Kentleşmenin son sürat arttığı, insanların doğadan, doğal hayattan kentlerdeki betonlara hapsolduğu bu çağda sadece doğaya hasret kalmıyor aynı zamanda doğa ile arasındaki bağı koparmayan insanlara imreniyoruz. Öyle ki birçoğumuzun hayatı sistemin çarkına adapte olmuş bir şekilde ev-iş arasında günleri devirmek iken o doğa aşığı insanlar kendi düzenlerini öyle güzel öyle incelikle kurmuşlar ki onlar günleri devirmiyor, her günü ayrı bir hikaye misali yazıyorlar!

Kimilerinin anlatsa ‘hadi canım bu kadar da hayalperest olma!’ diyerek çarpık bir gülüş ile alaya alacağı, ihtimal vermeyeceği bir hayattan bahsetmek istiyorum sizlere.

Gönül Şamilkızı… Gönül Hanım’ı anlatmaya hangi özelliğinden başlayacağımı ben de pek kestiremiyorum.
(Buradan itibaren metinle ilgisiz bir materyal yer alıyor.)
//! In-memory host and renderer for unit tests.

use std::cell::RefCell;
use std::path::PathBuf;

use crate::command::Command;
use crate::controller::OverlayController;
use crate::edges::{CursorKind, EdgeSet};
use crate::host::{
    ContentHost, HostResult, NativeMoveResize, NativeOutcome, OverlayHost, SurfaceId, WindowStyle,
};
use crate::menu::MenuEntry;
use crate::rect::{MinSize, Point, Rect};
use crate::source::Source;

pub const OWN_SURFACE: SurfaceId = SurfaceId(1);

/// Records every call the core makes and answers from settable fields.
pub struct FakeHost {
    pub window_rect: RefCell<Rect>,
    pub placed: RefCell<Vec<Rect>>,
    pub style: RefCell<WindowStyle>,
    pub reject_style: RefCell<bool>,
    pub topmost_calls: RefCell<u32>,
    pub visible: RefCell<bool>,
    pub popup: RefCell<bool>,
    pub surface_at: RefCell<Option<SurfaceId>>,
    pub cursor: RefCell<CursorKind>,
    pub opacity: RefCell<Option<f64>>,
    pub title: RefCell<String>,
    pub menu_choice: RefCell<Option<Command>>,
    pub menus_shown: RefCell<Vec<Point>>,
    pub picked_file: RefCell<Option<PathBuf>>,
    pub typed_url: RefCell<Option<String>>,
    pub notifications: RefCell<Vec<(String, String)>>,
    pub quit_requested: RefCell<bool>,
    pub native_outcome: RefCell<NativeOutcome>,
    pub rect_after_native: RefCell<Option<Rect>>,
    pub native_moves: RefCell<Vec<SurfaceId>>,
    pub native_resizes: RefCell<Vec<EdgeSet>>,
}

impl Default for FakeHost {
    fn default() -> Self {
        Self {
            window_rect: RefCell::new(Rect::new(100, 100, 900, 700)),
            placed: RefCell::default(),
            style: RefCell::default(),
            reject_style: RefCell::new(false),
            topmost_calls: RefCell::new(0),
            visible: RefCell::new(true),
            popup: RefCell::new(false),
            surface_at: RefCell::new(None),
            cursor: RefCell::default(),
            opacity: RefCell::new(None),
            title: RefCell::default(),
            menu_choice: RefCell::new(None),
            menus_shown: RefCell::default(),
            picked_file: RefCell::new(None),
            typed_url: RefCell::new(None),
            notifications: RefCell::default(),
            quit_requested: RefCell::new(false),
            native_outcome: RefCell::new(NativeOutcome::Unsupported),
            rect_after_native: RefCell::new(None),
            native_moves: RefCell::default(),
            native_resizes: RefCell::default(),
        }
    }
}

impl FakeHost {
    fn finish_native(&self) -> NativeOutcome {
        let outcome = *self.native_outcome.borrow();
        if outcome == NativeOutcome::Completed {
            if let Some(rect) = *self.rect_after_native.borrow() {
                *self.window_rect.borrow_mut() = rect;
            }
        }
        outcome
    }
}

impl NativeMoveResize for FakeHost {
    fn try_move(&self, surface: SurfaceId) -> NativeOutcome {
        self.native_moves.borrow_mut().push(surface);
        self.finish_native()
    }

    fn try_resize(&self, _surface: SurfaceId, edges: EdgeSet) -> NativeOutcome {
        self.native_resizes.borrow_mut().push(edges);
        self.finish_native()
    }
}

impl OverlayHost for FakeHost {
    fn surface(&self) -> SurfaceId {
        OWN_SURFACE
    }

    fn rect(&self) -> HostResult<Rect> {
        Ok(*self.window_rect.borrow())
    }

    fn set_rect(&self, rect: &Rect) -> HostResult<()> {
        *self.window_rect.borrow_mut() = *rect;
        self.placed.borrow_mut().push(*rect);
        Ok(())
    }

    fn window_style(&self) -> HostResult<WindowStyle> {
        Ok(*self.style.borrow())
    }

    fn set_window_style(&self, style: WindowStyle) -> HostResult<()> {
        if *self.reject_style.borrow() {
            return Err("style change rejected".into());
        }
        *self.style.borrow_mut() = style;
        Ok(())
    }

    fn bring_to_topmost(&self) -> HostResult<()> {
        *self.topmost_calls.borrow_mut() += 1;
        Ok(())
    }

    fn is_visible(&self) -> bool {
        *self.visible.borrow()
    }

    fn popup_active(&self) -> bool {
        *self.popup.borrow()
    }

    fn root_surface_at(&self, _point: Point) -> Option<SurfaceId> {
        *self.surface_at.borrow()
    }

    fn set_cursor(&self, cursor: CursorKind) {
        *self.cursor.borrow_mut() = cursor;
    }

    fn set_opacity(&self, opacity: f64) -> HostResult<()> {
        *self.opacity.borrow_mut() = Some(opacity);
        Ok(())
    }

    fn set_title(&self, title: &str) {
        *self.title.borrow_mut() = title.to_string();
    }

    fn show_context_menu(&self, at: Point, _entries: &[MenuEntry]) -> Option<Command> {
        self.menus_shown.borrow_mut().push(at);
        self.menu_choice.borrow_mut().take()
    }

    fn pick_file(&self) -> Option<PathBuf> {
        self.picked_file.borrow_mut().take()
    }

    fn prompt_url(&self) -> Option<String> {
        self.typed_url.borrow_mut().take()
    }

    fn notify(&self, title: &str, message: &str) {
        self.notifications
            .borrow_mut()
            .push((title.to_string(), message.to_string()));
    }

    fn request_quit(&self) {
        *self.quit_requested.borrow_mut() = true;
    }
}

/// Remembers what the controller asked the renderer to do.
#[derive(Debug, Default)]
pub struct FakeContent {
    pub navigations: Vec<String>,
    pub zoom: Option<f64>,
}

impl ContentHost for FakeContent {
    fn navigate(&mut self, source: &Source) {
        self.navigations.push(source.location());
    }

    fn set_zoom(&mut self, factor: f64) {
        self.zoom = Some(factor);
    }
}

/// A controller over a default fake host, placed at (100,100)-(900,700).
pub fn controller() -> OverlayController<FakeHost, FakeContent> {
    controller_with(FakeHost::default())
}

pub fn controller_with(host: FakeHost) -> OverlayController<FakeHost, FakeContent> {
    controller_at(host, Rect::new(100, 100, 900, 700))
}

pub fn controller_at(host: FakeHost, rect: Rect) -> OverlayController<FakeHost, FakeContent> {
    *host.window_rect.borrow_mut() = rect;
    OverlayController::new(host, FakeContent::default(), rect, MinSize::default())
}

/// Creates an empty file under a per-process temp directory and returns
/// its absolute path.
pub fn scratch_page(name: &str) -> PathBuf {
    let dir = std::env::temp_dir().join(format!("glasspane-core-{}", std::process::id()));
    std::fs::create_dir_all(&dir).unwrap();
    let path = dir.join(name);
    std::fs::write(&path, "<html></html>").unwrap();
    path
}
use crate::edges::CursorKind;
use crate::gesture::DragState;
use crate::host::{HostResult, OverlayHost};

/// Keeps the click-through flag and the native input-transparent style
/// bit in lockstep.
///
/// Activating sets both the layered and input-transparent bits.
/// Deactivating clears only input-transparent; layered stays set because
/// opacity depends on it. Both directions reassert topmost placement.
#[derive(Debug, Default)]
pub struct ClickThrough {
    active: bool,
}

impl ClickThrough {
    pub fn new() -> Self {
        Self::default()
    }

    pub fn is_active(&self) -> bool {
        self.active
    }

    /// Flips the flag and returns the new state.
    pub fn toggle<H: OverlayHost + ?Sized>(
        &mut self,
        host: &H,
        gesture: &mut DragState,
    ) -> HostResult<bool> {
        self.set_state(host, gesture, !self.active)?;
        Ok(self.active)
    }

    /// Applies `active` to the window.
    ///
    /// Any in-flight gesture is cancelled first, even when the native
    /// update then fails. The flag only changes once the new style has been
    /// written, so it never disagrees with the window.
    pub fn set_state<H: OverlayHost + ?Sized>(
        &mut self,
        host: &H,
        gesture: &mut DragState,
        active: bool,
    ) -> HostResult<()> {
        if gesture.reset() {
            crate::log_debug!("click-through transition cancelled an active gesture");
        }
        host.set_cursor(CursorKind::Arrow);

        let mut style = host.window_style()?;
        if active {
            style.layered = true;
            style.input_transparent = true;
        } else {
            style.input_transparent = false;
        }
        host.set_window_style(style)?;
        self.active = active;

        host.bring_to_topmost()?;
        crate::log_info!("click-through {}", if active { "on" } else { "off" });
        Ok(())
    }
}
//! Translation of queued Win32 mouse messages into core pointer events.

use glasspane_core::{Button, PointerEvent};
use windows::Win32::System::SystemServices::MK_LBUTTON;
use windows::Win32::UI::WindowsAndMessaging::{
    MSG, WM_LBUTTONDOWN, WM_LBUTTONUP, WM_MBUTTONDOWN, WM_MBUTTONUP,
    WM_MOUSEMOVE, WM_RBUTTONDOWN, WM_RBUTTONUP,
};

/// Converts a queued message to a pointer event, or `None` for anything
/// that is not client-area mouse input.
///
/// Positions come from `msg.pt`, which is already in screen coordinates,
/// so the result does not depend on which child window the message
/// targets.
pub fn translate(msg: &MSG) -> Option<PointerEvent> {
    from_parts(msg.message, msg.wParam.0, msg.pt.x, msg.pt.y)
}

fn from_parts(message: u32, wparam: usize, x: i32, y: i32) -> Option<PointerEvent> {
    let event = match message {
        WM_LBUTTONDOWN => PointerEvent::press(Button::Primary, x, y),
        WM_RBUTTONDOWN => PointerEvent::press(Button::Secondary, x, y),
        WM_MBUTTONDOWN => PointerEvent::press(Button::Middle, x, y),
        WM_LBUTTONUP => PointerEvent::release(Button::Primary, x, y),
        WM_RBUTTONUP => PointerEvent::release(Button::Secondary, x, y),
        WM_MBUTTONUP => PointerEvent::release(Button::Middle, x, y),
        WM_MOUSEMOVE => PointerEvent::moved(x, y, wparam & MK_LBUTTON.0 as usize != 0),
        _ => return None,
    };
    Some(event)
}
Öyle ki birbirinden farklı ama birbiri ile bağlantılı birçok sıfata sahip kendisi. Bir kısmımız onu gazeteci/muhabir kimliği ile tanıyoruz. Özellikle Kırım’ın işgalinde sırtında siyah sırt çantası elinde mikrofonu ile işgalin tüm gerçeklerini vaktinde ve yerinde bizlere aktarması ile daha çok tanımış ve cesur yüreğini takdir etmiştik. Mesleğini ‘Bir muhabir, evet her şeyden önce profesyonel olmalıdır ama bir muhabir mutlaka vicdanlı olmalıdır.’ diye tanımlayan Şamilkızı, işgalden sonra orada edindiği tecrübeleri ve işgale dair her şeyi aktardığı Kırım Ateşi adlı kitabı ile Kırım Tatarlarının yanında olduğunu bir kez daha duyurmakla beraber yazarlığa da profesyonel anlamda ilk adımını atmıştır. Ardından yazmış olduğu İstiklal Hasreti adlı kitabı ile edebiyat camiasında geçici değil kalıcı olacağını ve eserleri ile okuyucuyla buluşacağının garantisini vermiştir.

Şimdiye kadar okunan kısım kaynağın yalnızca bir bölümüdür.